Actor Billy Baldwin highlighted the lawsuit on Twitter and was highly critical of it.

“A conservative group in Wisconsin is SUING President Biden because they’re afraid his student loan debt cancelation will ’narrow the racial wealth gap and help Black borrowers,’” he wrote.

“Tell me you’re a racist without telling me you’re a racist,” Baldwin said, adding in a subsequent tweet: “We should call out the ‘Wisconsin Institute for Law and Liberty’ for what they really are” and sharing a story about the lawsuit from The Washington Post.

The Facts

The lawsuit centers on whether the Biden administration has an “improper racial motive” for the student debt cancellation policy and whether that improper motive is a violation of equal protection guarantees in the U.S. Constitution.

Rick Esenberg, WILL president and general counsel, categorically denied that the lawsuit had a racial motivation. Esenberg told Newsweek in a statement that Baldwin’s claim is “false.”

He said Baldwin was wrong to say the suit was motivated by the effect the policy may have on Black borrowers.

“He said that we objected to the program ‘because’ it closes the racial gap,” Esenberg said. “There is nothing in the complaint that says that this effect—if, in fact, it is the effect—is the legal problem with the program. It is the racial motivation—not the racial impact – that government must avoid.”

“Part of our lawsuit objects to the government’s self-confessed racial motivation in adopting the program; not its racial impact,” Esenberg said. “In other words, the problem is not that the program might benefit Blacks disproportionately. It’s the administration says it enacted the program because it would benefit one race more than another.”

Esenberg went on: “We have also pointed out that the administration explicitly announced that it was motivated by the program’s racially disparate impact, i.e., it adopted the program to help one racial group more than others. A program is not objectionable just because it happens to do that. A program that was limited to low income persons might have that impact and we wouldn’t object.”

He said they would also object to a government enacting a tax cut for the wealthy if the government “say it did so because a disproportionate number of white people would be helped. It is our belief that government decision-making must be race-neutral.”

Abby Shafroth, staff attorney at the National Consumer Law Center, was critical of the lawsuit and defended the administration’s policy.

“This lawsuit claims that student debt cancellation violates the Equal Protection Clause because President Biden celebrated that, among its other benefits, it would advance racial equity,” Shafroth told Newsweek in a statement.

“To be clear, the cancellation policy itself is ‘race neutral,’ meaning that race is not taken into account when deciding who is eligible for student debt cancellation or how much cancellation they will receive, and working and middle class people of every race and ethnicity will benefit from cancellation,” she said.

“But cancellation advances racial equity because Black students have to take on the most debt to access college as a result of historical discriminatory practices that prevented Black families from accumulating assets and savings to pay for college,” Shafroth said.
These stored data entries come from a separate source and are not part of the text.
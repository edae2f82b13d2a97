use std::path::Path;
use std::process;

use sim_lib::cpu::CorePolicy;
use sim_lib::error::SimulatorResult;
use sim_lib::run_wrapper::run;
use sim_lib::run_wrapper::RunStats;

fn main() {
    if let Err(e) = run_eval() {
        eprintln!("Error: {}", e);
        process::exit(1);
    }
}

fn run_eval() -> SimulatorResult<()> {
    let output_path = "eval/sim_eval.csv".to_string();
    let mut writer = csv::Writer::from_path(&output_path).map_err(|e| {
        sim_lib::error::SimulatorError::IoError(std::io::Error::new(
            std::io::ErrorKind::Other,
            format!("Failed to create CSV file '{}': {}", output_path, e),
        ))
    })?;

    writer
        .write_record([
            "Program",
            "SS cycles",
            "SS CPI",
            "FS cycles",
            "FS CPI",
            "FS stalls",
            "FS flushes",
        ])
        .map_err(|e| {
            sim_lib::error::SimulatorError::IoError(std::io::Error::new(
                std::io::ErrorKind::Other,
                format!("Failed to write header to CSV: {}", e),
            ))
        })?;

    let programs = vec![
        "arithmetic",
        "hazard-chain",
        "load-use",
        "branch-taken",
        "loop-sum",
        "memcopy",
    ];

    let mut results: Vec<(String, RunStats)> = Vec::new();
    for program in programs {
        let program_dir = format!("testcases/{}", program);
        eprintln!("Running program: {}", program_dir);

        match run(Path::new(&program_dir), CorePolicy::default()) {
            Ok(stats) => {
                writer
                    .write_record([
                        program,
                        &stats.single.cycle_count.to_string(),
                        &format!("{:.3}", stats.single.cpi()),
                        &stats.five.cycle_count.to_string(),
                        &format!("{:.3}", stats.five.cpi()),
                        &stats.five.stall_count.to_string(),
                        &stats.five.flush_count.to_string(),
                    ])
                    .map_err(|e| {
                        sim_lib::error::SimulatorError::IoError(std::io::Error::new(
                            std::io::ErrorKind::Other,
                            format!("Failed to write record to CSV: {}", e),
                        ))
                    })?;
                results.push((program.to_string(), stats));
            }
            Err(e) => {
                eprintln!("Warning: Failed to run program '{}': {}", program, e);
                writer
                    .write_record([program, "Error", "Error", "Error", "Error", "Error", "Error"])
                    .map_err(|e| {
                        sim_lib::error::SimulatorError::IoError(std::io::Error::new(
                            std::io::ErrorKind::Other,
                            format!("Failed to write record to CSV: {}", e),
                        ))
                    })?;
            }
        }
    }

    plot_cpi(&results)
}

/// Plots single-cycle vs five-stage CPI per program
fn plot_cpi(results: &[(String, RunStats)]) -> SimulatorResult<()> {
    use plotters::prelude::*;

    if results.is_empty() {
        return Ok(());
    }

    let y_max = results
        .iter()
        .map(|(_, stats)| stats.single.cpi().max(stats.five.cpi()))
        .fold(0.0f64, f64::max);

    let output_path = "eval/cpi_eval.svg";
    let root = SVGBackend::new(output_path, (800, 600)).into_drawing_area();
    root.fill(&WHITE).unwrap();

    let mut ctx = ChartBuilder::on(&root)
        .caption("CPI: single-cycle vs five-stage", ("sans-serif", 40).into_font())
        .margin(5)
        .x_label_area_size(40)
        .y_label_area_size(40)
        .build_cartesian_2d(0..results.len() as i32 - 1, 0.0..y_max * 1.1)
        .unwrap();
    ctx.configure_mesh().x_desc("Program").y_desc("CPI").draw().unwrap();

    let series: [(&str, fn(&RunStats) -> f64); 2] = [
        ("Single-cycle", |stats| stats.single.cpi()),
        ("Five-stage", |stats| stats.five.cpi()),
    ];
    for (i, (label, f)) in series.iter().enumerate() {
        let color = Palette99::pick(i).to_rgba();
        let points =
            results.iter().enumerate().map(|(x, (_, stats))| (x as i32, f(stats)));
        ctx.draw_series(LineSeries::new(points, color))
            .unwrap()
            .label(*label)
            .legend(move |(x, y)| PathElement::new(vec![(x, y), (x + 20, y)], color));
    }

    ctx.configure_series_labels()
        .background_style(&WHITE.mix(0.8))
        .border_style(&BLACK)
        .draw()
        .unwrap();

    Ok(())
}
“The legal theory behind this challenge seems to be that the Equal Protection Clause forbids any consideration of how a policy will impact racial inequities,” Shafroth went on. “That is an extreme and unfounded position that would transform the Equal Protection Clause from its purpose of fighting discrimination into a requirement to preserve discrimination.”

The Ruling

Needs Context.

Both sides in this case have a point, but are also to an extent misrepresenting what the other claims.

The lawsuit against the Biden administration focuses on the motivation for the student debt cancellation policy and whether the policy is race neutral.

It does not argue that the effect on Black borrowers and the racial wealth gap are harms or legal problems with the policy (and doesn’t have this phrasing in the text, as the tweet misleadingly implies).

But the underlying premise contained in the lawsuit is also arguably mischaracterizing the purpose of Biden’s debt cancelation initiative, which may affect different races disproportionately—but only because they are disproportionately disadvantaged.